Comment by bombcar
14 hours ago
Don't we need more than an index of Archive.org because whomever controls the domain could robots.txt these out of existence if they wanted to?
14 hours ago
Don't we need more than an index of Archive.org because whomever controls the domain could robots.txt these out of existence if they wanted to?
It's not about robots.txt but yes, the owners of 538 can just send a cease and desist letter to get them all immediately removed. Many sites that don't want to preserve history have done this already.
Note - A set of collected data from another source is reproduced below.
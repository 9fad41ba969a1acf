//! Node renderer: one typed content node in, one visual primitive out, with
//! a bound action where the node is interactive.

use serde::{Deserialize, Serialize};

use crate::error::FlowError;
use crate::node::{ButtonNode, DigitProgress, ImageNode, LinkNode, OfferNode, TextNode};
use crate::render::visual::{
    Action, Axis, ButtonBlock, Edges, Gravity, Group, ImageSlot, Indicator, Span, TextBlock,
    Visual,
};
use crate::style::{self, Color, Emphasis};
use crate::theme::ViewportClass;

/// How a button decides whether it accepts or rejects an offer. Protocol
/// versions disagree; both conventions stay supported and the active one is
/// chosen per flow.
#[derive(Debug, Clone, Copy, Default, PartialEq, Eq, Serialize, Deserialize)]
#[serde(rename_all = "snake_case")]
pub enum DispatchRule {
    /// Accept when `kind` is primary and a destination is present.
    #[default]
    KindPrimaryWithDestination,
    /// Accept when the destination contains "accept"; everything else rejects.
    DestinationSubstring,
}

/// Inherited styling for the region currently being rendered.
#[derive(Debug, Clone, Copy, PartialEq)]
pub struct RenderContext {
    pub viewport: ViewportClass,
    /// Fallback text color for this region.
    pub default_color: Color,
    /// Fallback color for link spans in this region.
    pub link_color: Color,
    pub primary: Color,
    pub secondary: Color,
    pub dispatch: DispatchRule,
}

impl RenderContext {
    pub fn horizontal_padding(&self) -> f32 {
        self.viewport.horizontal_padding()
    }

    /// Same context with a different region default color.
    pub fn for_region(&self, default_color: Color) -> RenderContext {
        RenderContext { default_color, ..*self }
    }

    pub fn with_link_color(&self, link_color: Color) -> RenderContext {
        RenderContext { link_color, ..*self }
    }
}

/// Render one node. `None` for unknown node types; they are skipped, never an
/// error. Missing link destinations are appended to `issues` so the flow
/// controller can surface them through its error channel.
pub fn render_node(
    node: &OfferNode,
    ctx: &RenderContext,
    issues: &mut Vec<FlowError>,
) -> Option<Visual> {
    match node {
        OfferNode::Text(text) => Some(Visual::Text(render_text(text, ctx))),
        OfferNode::Link(link) => Some(Visual::Text(TextBlock {
            spans: link_spans(link, ctx, issues),
            size: style::text_size(None),
            color: ctx.default_color,
            emphasis: Emphasis::None,
            padding: Edges::symmetric(ctx.horizontal_padding(), 8.0),
            align: Gravity::Start,
        })),
        OfferNode::Image(image) => Some(Visual::Image(image_slot(image, ctx.viewport))),
        OfferNode::Button(button) => Some(Visual::Button(render_button(button, ctx))),
        OfferNode::Digits(digits) => Some(render_digits(digits, ctx)),
        OfferNode::Container(container) => {
            let children = container
                .children
                .as_deref()
                .unwrap_or_default()
                .iter()
                .filter_map(|child| render_node(child, ctx, issues))
                .collect::<Vec<_>>();
            Some(Visual::Group(Group { children, ..Group::column() }))
        }
        OfferNode::Unknown => None,
    }
}

/// A standalone styled text run.
pub fn render_text(node: &TextNode, ctx: &RenderContext) -> TextBlock {
    let attrs = node.attributes.as_ref();
    let resolved = style::emphasis(attrs.and_then(|a| a.emphasis.as_deref()));
    let bold = resolved == Emphasis::Bold;

    TextBlock {
        spans: vec![Span {
            text: node.text.clone(),
            bold,
            color: None,
            action: None,
        }],
        size: style::text_size(attrs.and_then(|a| a.size.as_deref())),
        color: style::appearance_color(
            attrs.and_then(|a| a.appearance.as_deref()),
            ctx.default_color,
        ),
        emphasis: if bold { Emphasis::None } else { resolved },
        padding: Edges::symmetric(ctx.horizontal_padding(), 8.0),
        align: Gravity::Start,
    }
}

/// Concatenate a region's text and link nodes into one span run. Text nodes
/// inherit the block color unless they carry an appearance token; link
/// children become clickable spans.
pub fn spans_for_run(
    nodes: &[OfferNode],
    ctx: &RenderContext,
    issues: &mut Vec<FlowError>,
) -> Vec<Span> {
    let mut spans = Vec::new();
    for node in nodes {
        match node {
            OfferNode::Text(text) => spans.push(text_span(text, ctx)),
            OfferNode::Link(link) => spans.extend(link_spans(link, ctx, issues)),
            _ => {}
        }
    }
    spans
}

fn text_span(node: &TextNode, ctx: &RenderContext) -> Span {
    let attrs = node.attributes.as_ref();
    let appearance = attrs.and_then(|a| a.appearance.as_deref());
    Span {
        text: node.text.clone(),
        bold: style::emphasis(attrs.and_then(|a| a.emphasis.as_deref())) == Emphasis::Bold,
        color: appearance.map(|token| style::appearance_color(Some(token), ctx.default_color)),
        action: None,
    }
}

/// Spans for one link node: its children (or its own text) as clickable
/// fragments. A link without a destination renders as plain text and its
/// click is a no-op; the omission is recorded once per node.
pub fn link_spans(
    link: &LinkNode,
    ctx: &RenderContext,
    issues: &mut Vec<FlowError>,
) -> Vec<Span> {
    let destination = link.attributes.as_ref().and_then(|a| a.to.clone());
    if destination.is_none() {
        issues.push(FlowError::MissingLinkDestination);
    }
    let action = destination.map(|to| Action::OpenLink { to });

    let fragment = |text: &str, attrs: Option<&crate::node::NodeAttributes>| Span {
        text: text.to_string(),
        bold: style::emphasis(attrs.and_then(|a| a.emphasis.as_deref())) == Emphasis::Bold,
        color: Some(style::appearance_color(
            attrs.and_then(|a| a.appearance.as_deref()),
            ctx.link_color,
        )),
        action: action.clone(),
    };

    match link.children.as_deref() {
        Some(children) => children
            .iter()
            .filter_map(|child| match child {
                OfferNode::Text(text) => Some(fragment(&text.text, text.attributes.as_ref())),
                _ => None,
            })
            .collect(),
        None => link
            .text
            .as_deref()
            .map(|text| vec![fragment(text, link.attributes.as_ref())])
            .unwrap_or_default(),
    }
}

/// A clickable block. Primary kind takes the flow primary fill with white
/// text, everything else the secondary fill with near-black text.
pub fn render_button(button: &ButtonNode, ctx: &RenderContext) -> ButtonBlock {
    let is_primary = button
        .attributes
        .as_ref()
        .and_then(|a| a.kind.as_deref())
        == Some("primary");

    ButtonBlock {
        label: button.text.clone(),
        fill: if is_primary { ctx.primary } else { ctx.secondary },
        text_color: if is_primary { Color::WHITE } else { Color::INK },
        action: button_action(button, ctx.dispatch),
        full_width: ctx.viewport == ViewportClass::Narrow,
    }
}

/// Decide accept vs. reject for a button under the active dispatch rule.
pub fn button_action(button: &ButtonNode, rule: DispatchRule) -> Action {
    let attrs = button.attributes.as_ref();
    let destination = attrs.and_then(|a| a.to.clone());

    match rule {
        DispatchRule::KindPrimaryWithDestination => {
            let is_primary = attrs.and_then(|a| a.kind.as_deref()) == Some("primary");
            match destination {
                Some(to) if is_primary => Action::Accept { to },
                _ => Action::Reject,
            }
        }
        DispatchRule::DestinationSubstring => match destination {
            Some(to) if to.contains("accept") => Action::Accept { to },
            _ => Action::Reject,
        },
    }
}

/// One indicator per step of the closed range; step `i` is filled with the
/// primary color iff `i <= current`.
pub fn render_digits(digits: &DigitProgress, ctx: &RenderContext) -> Visual {
    let children = (digits.start..=digits.size)
        .map(|step| {
            Visual::Indicator(Indicator {
                label: step.to_string(),
                fill: if step <= digits.current { ctx.primary } else { ctx.secondary },
                diameter: 32.0,
            })
        })
        .collect::<Vec<_>>();

    Visual::Group(Group {
        axis: Axis::Horizontal,
        spacing: 8.0,
        margin: Edges::symmetric(0.0, 16.0),
        gravity: Gravity::Center,
        children,
        ..Group::default()
    })
}

/// Reserved image dimensions by viewport class.
pub fn image_slot(image: &ImageNode, viewport: ViewportClass) -> ImageSlot {
    let side = match viewport {
        ViewportClass::Wide => 150.0,
        ViewportClass::Narrow => 100.0,
    };
    ImageSlot {
        url: image.url.clone(),
        width: side,
        height: side,
    }
}

#[cfg(test)]
mod tests {
    use super::*;
    use crate::node::NodeAttributes;
    use crate::theme::FlowTheme;

    fn ctx() -> RenderContext {
        let theme = FlowTheme::default();
        RenderContext {
            viewport: ViewportClass::Narrow,
            default_color: Color::INK,
            link_color: Color::MUTED_BLUE,
            primary: theme.primary,
            secondary: theme.secondary,
            dispatch: DispatchRule::default(),
        }
    }

    fn button(kind: Option<&str>, to: Option<&str>) -> ButtonNode {
        ButtonNode {
            text: "Go".into(),
            attributes: Some(NodeAttributes {
                kind: kind.map(Into::into),
                to: to.map(Into::into),
                ..Default::default()
            }),
        }
    }

    #[test]
    fn test_kind_rule_accepts_primary_with_destination() {
        let rule = DispatchRule::KindPrimaryWithDestination;
        assert_eq!(
            button_action(&button(Some("primary"), Some("https://x/a")), rule),
            Action::Accept { to: "https://x/a".into() }
        );
        assert_eq!(button_action(&button(Some("primary"), None), rule), Action::Reject);
        assert_eq!(
            button_action(&button(Some("secondary"), Some("https://x/a")), rule),
            Action::Reject
        );
    }

    #[test]
    fn test_substring_rule_keys_off_destination() {
        let rule = DispatchRule::DestinationSubstring;
        assert_eq!(
            button_action(&button(None, Some("https://x/accept?id=1")), rule),
            Action::Accept { to: "https://x/accept?id=1".into() }
        );
        assert_eq!(
            button_action(&button(Some("primary"), Some("https://x/reject")), rule),
            Action::Reject
        );
        assert_eq!(button_action(&button(Some("primary"), None), rule), Action::Reject);
    }

    #[test]
    fn test_digit_indicators_count_and_fill() {
        let digits = DigitProgress { start: 1, size: 4, current: 2 };
        let rendered = render_digits(&digits, &ctx());
        let Visual::Group(group) = rendered else { panic!("expected group") };
        assert_eq!(group.children.len(), 4);

        for (offset, child) in group.children.iter().enumerate() {
            let Visual::Indicator(indicator) = child else { panic!("expected indicator") };
            let step = digits.start + offset as u32;
            assert_eq!(indicator.label, step.to_string());
            let expected = if step <= digits.current { ctx().primary } else { ctx().secondary };
            assert_eq!(indicator.fill, expected);
        }
    }

    #[test]
    fn test_link_without_destination_is_inert_and_reported() {
        let link = LinkNode {
            text: None,
            attributes: None,
            children: Some(vec![OfferNode::Text(TextNode {
                text: "terms".into(),
                attributes: None,
            })]),
        };
        let mut issues = Vec::new();
        let spans = link_spans(&link, &ctx(), &mut issues);
        assert_eq!(spans.len(), 1);
        assert_eq!(spans[0].action, None);
        assert_eq!(issues, vec![FlowError::MissingLinkDestination]);
    }

    #[test]
    fn test_unknown_node_renders_nothing() {
        let mut issues = Vec::new();
        assert_eq!(render_node(&OfferNode::Unknown, &ctx(), &mut issues), None);
        assert!(issues.is_empty());
    }
}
Archive.org mostly ignores robots.txt
https://blog.archive.org/2017/04/17/robots-txt-meant-for-sea...
The robots.txt file should be used to restrict (and, in some cases, slow down) crawling at the time it is being crawled, not for SEO or for restricting access to mirrors or for any other purpose. It should never apply retroactively. (Unfortunately it is sometimes used badly despite this.)
People always use that link as reference to say that Internet Archive ignores robots.txt but it only actually says they are ignoring it for government sites. It suggests that they might do it for other sites in the future (of 2017), but does not actually say that that they have done it.
https://blog.archive.org/2018/04/24/addressing-recent-claims... which is a year later mentions that they have an automated process which is still following robots.txt for displaying old pages where the robots.txt was added later.
https://help.archive.org/help/using-the-wayback-machine/ does say they follow it for scraping, but this is phrased in such a way that would still be true for past sites whether or not they changed the policy. There is a page https://www.sysjolt.com/2021/archive-org-no-longer-honors-ro... which claims they don't follow it, but the site owner misspelled "robots" as "robot".
That first link is confusing; it seems to say they ended up removing the pages not because of a legal threat but because of robots.txt “automated”.
If archive.org can be manipulated to remove content either via legal threats or simple robots.txt it loses a significant portion of its societal value.